Issue 154


  • UK announced the finalisation of its legislation for its first independent adequacy decision, providing adequacy for international data transfers between UK and South Korea.
  • Germany’s Baden-Württemberg data protection authority approved the national code of conduct, titled ‘Requirements for processors under Article 28 of the GDPR – Trusted Data Processor’.
  • Austria’s Federal Administrative Court upheld Austrian Data Protection Authority’s decision in case regarding the complainants right to be forgotten which was refused by Google.
  • The Council of the European Union announced the adoption of regulation on digital operation resilience for the financial sector.


  • Attorneys General from 33 US states submitted a letter to the Federal Trade Commission suggesting data minimization for commercial surveillance and how different types of data should be handled.
  • A group of 10 attorneys general urged Apple to enact stronger privacy controls for third party apps that collect reproductive health information.
  • The Federal Trade Commission published the National Do Not Call Registry Data Book for Fiscal Year 2022.

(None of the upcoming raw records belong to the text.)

//! Registry of visible keys and dials.

use crate::app::config::{ActionKind, ActionSettings};
use crate::app::events::{AppEvent, EventSender};
use crate::timer::{self, TimerHandle};
use crate::transport::protocol::{Outbound, Settings};
use std::collections::BTreeMap;
use std::time::Duration;

/// A short-lived message on a touch strip (volume level, skip arrow...).
#[derive(Debug)]
pub struct Overlay {
    pub title: String,
    pub value: String,
    pub serial: u64,
    _expiry: TimerHandle,
}

#[derive(Debug)]
pub struct ContextEntry {
    pub action: String,
    pub kind: ActionKind,
    pub raw_settings: Settings,
    pub settings: ActionSettings,
    pub overlay: Option<Overlay>,
    /// Time keys toggle between elapsed and remaining.
    pub show_remaining: bool,
    /// Last feedback layout sent to a strip.
    pub layout: Option<&'static str>,
    /// Last messages sent, so identical frames are not resent.
    pub last_render: Vec<Outbound>,
}

impl ContextEntry {
    fn new(action: &str, settings: Settings) -> Self {
        Self {
            action: action.to_string(),
            kind: ActionKind::from_uuid(action),
            settings: ActionSettings::from_map(&settings),
            raw_settings: settings,
            overlay: None,
            show_remaining: false,
            layout: None,
            last_render: Vec::new(),
        }
    }

    /// Forget what was sent so the next frame goes out in full.
    pub fn invalidate(&mut self) {
        self.layout = None;
        self.last_render.clear();
    }
}

#[derive(Debug, Default)]
pub struct ContextRegistry {
    entries: BTreeMap<String, ContextEntry>,
    overlay_serial: u64,
}

impl ContextRegistry {
    /// Returns true when this is the first visible context.
    pub fn add(&mut self, context: &str, action: &str, settings: Settings) -> bool {
        let first = self.entries.is_empty();
        self.entries
            .insert(context.to_string(), ContextEntry::new(action, settings));
        first
    }

    pub fn remove(&mut self, context: &str) -> Option<ContextEntry> {
        self.entries.remove(context)
    }

    pub fn update_settings(&mut self, context: &str, settings: Settings) -> bool {
        let Some(entry) = self.entries.get_mut(context) else {
            return false;
        };
        entry.settings = ActionSettings::from_map(&settings);
        entry.raw_settings = settings;
        entry.invalidate();
        true
    }

    pub fn get(&self, context: &str) -> Option<&ContextEntry> {
        self.entries.get(context)
    }

    pub fn get_mut(&mut self, context: &str) -> Option<&mut ContextEntry> {
        self.entries.get_mut(context)
    }

    pub fn kind(&self, context: &str) -> Option<ActionKind> {
        self.entries.get(context).map(|e| e.kind)
    }

    pub fn is_empty(&self) -> bool {
        self.entries.is_empty()
    }

    pub fn len(&self) -> usize {
        self.entries.len()
    }

    pub fn iter_mut(&mut self) -> impl Iterator<Item = (&String, &mut ContextEntry)> {
        self.entries.iter_mut()
    }

    pub fn invalidate_all(&mut self) {
        for entry in self.entries.values_mut() {
            entry.invalidate();
        }
    }

    /// Shows (or restarts) an overlay. A newer overlay replaces the older
    /// one along with its expiry timer.
    pub fn show_overlay(
        &mut self,
        context: &str,
        title: &str,
        value: &str,
        duration: Duration,
        events: &EventSender,
    ) -> Option<u64> {
        let entry = self.entries.get_mut(context)?;
        self.overlay_serial += 1;
        let serial = self.overlay_serial;
        let expiry = timer::after(
            duration,
            events,
            AppEvent::OverlayExpired {
                context: context.to_string(),
                serial,
            },
        );
        entry.overlay = Some(Overlay {
            title: title.to_string(),
            value: value.to_string(),
            serial,
            _expiry: expiry,
        });
        entry.last_render.clear();
        Some(serial)
    }

    /// Stale expiries (from an overlay since replaced) are ignored.
    pub fn expire_overlay(&mut self, context: &str, serial: u64) -> bool {
        let Some(entry) = self.entries.get_mut(context) else {
            return false;
        };
        if entry.overlay.as_ref().map(|o| o.serial) != Some(serial) {
            return false;
        }
        entry.overlay = None;
        entry.invalidate();
        true
    }

    pub fn has_overlay(&self, context: &str) -> bool {
        self.entries
            .get(context)
            .is_some_and(|e| e.overlay.is_some())
    }
}

#[cfg(test)]
mod tests {
    use super::*;
    use tokio::sync::mpsc;

    #[test]
    fn test_add_reports_first() {
        let mut contexts = ContextRegistry::default();
        assert!(contexts.add("a", "com.ampdeck.time", Settings::new()));
        assert!(!contexts.add("b", "com.ampdeck.next", Settings::new()));
        assert_eq!(contexts.kind("b"), Some(ActionKind::Next));
        contexts.remove("a");
        contexts.remove("b");
        assert!(contexts.is_empty());
    }

    #[tokio::test(start_paused = true)]
    async fn test_overlay_restart_ignores_stale_expiry() {
        let (tx, mut rx) = mpsc::unbounded_channel();
        let mut contexts = ContextRegistry::default();
        contexts.add("strip", "com.ampdeck.strip", Settings::new());

        let first = contexts
            .show_overlay("strip", "VOLUME", "55%", Duration::from_millis(1500), &tx)
            .unwrap();
        tokio::time::sleep(Duration::from_millis(1000)).await;
        let second = contexts
            .show_overlay("strip", "VOLUME", "60%", Duration::from_millis(1500), &tx)
            .unwrap();

        assert!(!contexts.expire_overlay("strip", first));
        assert!(contexts.has_overlay("strip"));

        // Only the restarted timer fires, 1.5s after the second rotation.
        tokio::time::sleep(Duration::from_millis(1400)).await;
        assert!(rx.try_recv().is_err());
        tokio::time::sleep(Duration::from_millis(200)).await;
        match rx.try_recv() {
            Ok(AppEvent::OverlayExpired { serial, .. }) => assert_eq!(serial, second),
            other => panic!("unexpected {:?}", other),
        }
        assert!(contexts.expire_overlay("strip", second));
        assert!(!contexts.has_overlay("strip"));
    }
}
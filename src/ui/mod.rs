//! Turns store state into Stream Deck draw messages.
//!
//! Pixel drawing happens on the host. Keys get titles, state indices and
//! the album art data URL; strips get `$B1` feedback values.

pub mod keys;
pub mod layout;
pub mod utils;

use crate::app::config::{ActionKind, DialAction, RatingMode};
use crate::app::state::{ContextEntry, StateStore};
use crate::artwork::Artwork;
use crate::player::{PlaybackState, RepeatMode, Track};
use crate::transport::protocol::Outbound;
use std::sync::Arc;
use tokio::time::Instant;

/// Accent used while paused.
pub const DARK_GRAY: &str = "#555555";

/// One consistent read of the store for a render pass.
#[derive(Debug, Clone)]
pub struct ViewModel {
    pub playback: PlaybackState,
    pub position_ms: u64,
    pub duration_ms: u64,
    pub progress: f64,
    pub rating: u8,
    pub volume: u8,
    pub shuffle: bool,
    pub repeat: RepeatMode,
    pub track: Option<Arc<Track>>,
    pub album_track_count: Option<u32>,
    pub artwork: Option<Arc<Artwork>>,
    pub accent: String,
    pub text_color: String,
}

impl ViewModel {
    pub fn capture(store: &StateStore, now: Instant) -> Self {
        let session = store.session();
        let accent = if session.playback == PlaybackState::Paused {
            DARK_GRAY.to_string()
        } else {
            store.accent()
        };
        Self {
            playback: session.playback,
            position_ms: store.displayed_position(now),
            duration_ms: session.duration_ms,
            progress: store.progress(now),
            rating: session.rating,
            volume: store.player.volume,
            shuffle: store.player.shuffle,
            repeat: store.player.repeat,
            track: session.track.clone(),
            album_track_count: session.album_track_count,
            artwork: session.artwork.clone(),
            accent,
            text_color: store.global.text_color().to_string(),
        }
    }

    pub fn is_stopped(&self) -> bool {
        self.playback == PlaybackState::Stopped
    }
}

/// Builds the frame for one context and returns only what differs from
/// the last frame sent to it.
pub fn render_context(view: &ViewModel, context: &str, entry: &mut ContextEntry) -> Vec<Outbound> {
    let mut frame = match entry.kind {
        ActionKind::Strip => match &entry.overlay {
            Some(overlay) => vec![layout::overlay(context, &overlay.title, &overlay.value)],
            None => vec![layout::feedback(view, context, &entry.settings)],
        },
        kind => keys::render(view, context, kind, entry),
    };

    if frame == entry.last_render {
        return Vec::new();
    }
    entry.last_render = frame.clone();

    if entry.kind == ActionKind::Strip && entry.layout != Some(layout::STRIP_LAYOUT) {
        entry.layout = Some(layout::STRIP_LAYOUT);
        frame.insert(0, Outbound::set_feedback_layout(context, layout::STRIP_LAYOUT));
    }
    frame
}

/// Overlay text for a dial turn.
pub fn dial_overlay(action: DialAction, view: &ViewModel, ticks: i32, rating_mode: RatingMode) -> Option<(String, String)> {
    match action {
        DialAction::None => None,
        DialAction::Skip if ticks > 0 => Some(("NEXT".into(), "▶▶".into())),
        DialAction::Skip => Some(("PREVIOUS".into(), "◀◀".into())),
        DialAction::Volume => Some(("VOLUME".into(), format!("{}%", view.volume))),
        DialAction::Rating => Some((
            "RATING".into(),
            utils::format_rating(view.rating, rating_mode),
        )),
    }
}

/// Title shown on a next/previous key while hold-to-seek runs.
pub fn hold_frame(context: &str, direction: i64, frame: u32, step_ms: u64) -> Outbound {
    let seconds = (frame as u64 + 1) * step_ms / 1000;
    let title = if direction > 0 {
        format!("▶▶\n+{}s", seconds)
    } else {
        format!("◀◀\n-{}s", seconds)
    };
    Outbound::set_title(context, &title)
}

#[cfg(test)]
mod tests {
    use super::*;
    use crate::transport::protocol::Settings;
    use std::time::Duration;

    fn store_with(action: &str) -> StateStore {
        let mut store = StateStore::new(Duration::from_secs(2));
        store.contexts.add("ctx", action, Settings::new());
        store
    }

    #[test]
    fn test_identical_frames_not_resent() {
        let now = Instant::now();
        let mut store = store_with("com.ampdeck.rating");
        let view = ViewModel::capture(&store, now);
        let entry = store.contexts.get_mut("ctx").unwrap();

        let first = render_context(&view, "ctx", entry);
        assert_eq!(first, vec![Outbound::set_title("ctx", "No Track")]);
        assert!(render_context(&view, "ctx", entry).is_empty());

        entry.invalidate();
        assert_eq!(render_context(&view, "ctx", entry).len(), 1);
    }

    #[test]
    fn test_strip_sends_layout_once() {
        let now = Instant::now();
        let mut store = store_with("com.ampdeck.strip");
        let mut view = ViewModel::capture(&store, now);
        let entry = store.contexts.get_mut("ctx").unwrap();

        let first = render_context(&view, "ctx", entry);
        assert_eq!(first[0], Outbound::set_feedback_layout("ctx", layout::STRIP_LAYOUT));
        assert_eq!(first.len(), 2);

        view.progress = 40.0;
        view.playback = PlaybackState::Playing;
        let second = render_context(&view, "ctx", entry);
        assert_eq!(second.len(), 1);
        assert_eq!(second[0].event, "setFeedback");
    }

    #[test]
    fn test_paused_dims_accent() {
        let now = Instant::now();
        let mut store = store_with("com.ampdeck.strip");
        store.apply_timeline(PlaybackState::Paused, 0, 1000, now);
        assert_eq!(ViewModel::capture(&store, now).accent, DARK_GRAY);
        store.apply_timeline(PlaybackState::Playing, 0, 1000, now);
        assert_eq!(
            ViewModel::capture(&store, now).accent,
            crate::app::config::settings::DEFAULT_ACCENT
        );
    }

    #[test]
    fn test_hold_frame_titles() {
        assert_eq!(hold_frame("n", 1, 0, 10_000), Outbound::set_title("n", "▶▶\n+10s"));
        assert_eq!(hold_frame("p", -1, 2, 10_000), Outbound::set_title("p", "◀◀\n-30s"));
    }
}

  • India’s IT Minister announced that The Digital Personal Data Protection Bill is targeted to be passed by August 2023. Reports TheIndianExpress
  • All India Institute of Medical Services was forced to operate manually after suffering a ransomware attack that disrupted its services. Reports TechCrunch
  • Japan’s Wacom Co. Ltd. issued a notice in which it addressed a data breach potentially affecting the personal information of up to 147,545 customers.
  • The Cyberspace Administration of China announced a new certification on the implementation of personal information protection along with implementation rules.
  • The Australian Parliament approved the Privacy Legislation Amendment (Enforcement and Other Measures) Bill 2022.